I mean, there have been some experiments where people have you know, altered a few genes at the same time, and there have been cases actually where people have been able to cut out, you know, many dozens of pieces of DNA at once. But that's I won't say it's cheating, but what they're doing in a case like that is that they're actually looking for almost identical sequences of DNA
and cutting them all out. This is actually a study where researchers wanted to make a breed of pigs that would be safer for using for possible growing organs for transplantation, and the problem with pigs is that they have certain stretches of DNA in their genome that are actually viruses that got embedded in their genome. Lots of species have this, but you don't want to get a pig transplant and then suddenly have it producing viruses inside of you that
that would be bad. But with Crisper, it looks like you can actually go in and just edit all of those out at once, and so it might be possible to produce a breed of pigs that was free of these what are called hodogenous retroviruses. That's so fascinating. We're like long way off from like psychiatrists, instead of prescribing SSRIs, prescribing CRISPER. Yeah, no, I that will. I don't want to say never, you never know, But I mean one thing I hope my book gets across is just what
an insanely complicated proposal that would be. Because when you talk about traits like intelligence or personality, you're talking about things that are certainly influenced by genes, but they are influenced again by thousands of genes. In each gene is playing a part that we don't understand at all, and you know, maybe one makes a protein that makes some particular connection between neurons, maybe another one is involved with
the molecules that act as signals between neurons. But how that translates to, you know, depression is we just do not know. We nowhere near making those sorts of connections from the genetic level to the level of how we experience life. And not only that, but these genes are working in an environment, and so you know, you may it's possible, you may have genes that may put you at risk for certain conditions as an adult, but only like if you grow up in a very stressful environment.

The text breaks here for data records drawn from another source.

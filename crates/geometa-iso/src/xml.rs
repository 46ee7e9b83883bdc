//! ISO 19139 XML encoding
//!
//! Elements are written in schema order. Everything except `gmd:dateStamp`
//! is a pure function of the record, so two runs with the same timestamp
//! produce identical bytes.

use geometa_core::models::record::{Extent, ResponsibleParty, ISO_SCHEMA_LOCATION};
use geometa_core::models::{ArtifactKind, MetadataRecord};
use geometa_core::profile::{format_number, KeywordGroup};
use geometa_core::{MetadataError, Result};
use quick_xml::events::{BytesDecl, BytesEnd, BytesStart, BytesText, Event};
use quick_xml::Writer;

pub const CODE_LIST_CATALOGUE: &str =
    "http://standards.iso.org/iso/19139/resources/gmxCodelists.xml";

const LANGUAGE_CODE_LIST: &str = "http://www.loc.gov/standards/iso639-2/";

/// Encode a record as a `gmd:MD_Metadata` document
pub fn write_record(record: &MetadataRecord) -> Result<Vec<u8>> {
    let mut doc = IsoDocument::new();
    doc.metadata(record)?;
    Ok(doc.finish())
}

struct IsoDocument {
    writer: Writer<Vec<u8>>,
}
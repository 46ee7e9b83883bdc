use crate::error::Result;
use crate::models::{MetadataRecord, RasterPreview, RecordInput, ThumbnailOptions};

/// Port for building and exporting metadata records
///
/// Exporters return the encoded bytes; writing them to disk is the
/// orchestrator's job so every artifact lands the same way.
pub trait MetadataSerializer {
    /// Build the record for one dataset
    fn populate(&self, input: RecordInput<'_>) -> Result<MetadataRecord> {
        Ok(MetadataRecord::assemble(input))
    }

    /// Encode the record as an ISO 19139 XML document
    fn to_xml(&self, record: &MetadataRecord) -> Result<Vec<u8>>;

    /// Render the thumbnail from the dataset preview
    fn to_thumbnail(
        &self,
        record: &MetadataRecord,
        preview: &RasterPreview,
        options: &ThumbnailOptions,
    ) -> Result<Vec<u8>>;

    /// Render the record as a PDF document
    fn to_pdf(&self, record: &MetadataRecord) -> Result<Vec<u8>>;
}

If you don't, then they're not a risk factor at all. So to say like, oh well, if we just change this spelling, then everything's fine totally misses the point when it comes to our psychology. Yeah, it's an excellent point. So you talk about some examples that Stephen J. Gould talked about similar examples in The Mismeasure of Man, so like the Calikak family story. I mean, you also talk about cirl Bert's fraud. You know, I would be gray
if you could just briefly summarize that. But my real question is that you know, the truth of the matter is, even though some of their work was really shoddy, I mean, modern science does confirm some of their hypotheses nevertheless, in the sense that there is a genetic contribution not deterministic, but probabilistic to intelligence and IQ right, it's kind of a baby in bathwater situation. I focus a lot in the book on as you mentioned, this book called the
Calikak Family. This was actually and I organized that chapter actually around a woman who was the subject of this book and was sort of involuntarily turned in kind of a poster child for eugenics. Her name was Emma Wolverton, and she was institutionalized in a home for the quote unquote feeble minded, not because she was feeble minded, but because she basically got in the way her mother wanted to get rid of her so she could get remarried.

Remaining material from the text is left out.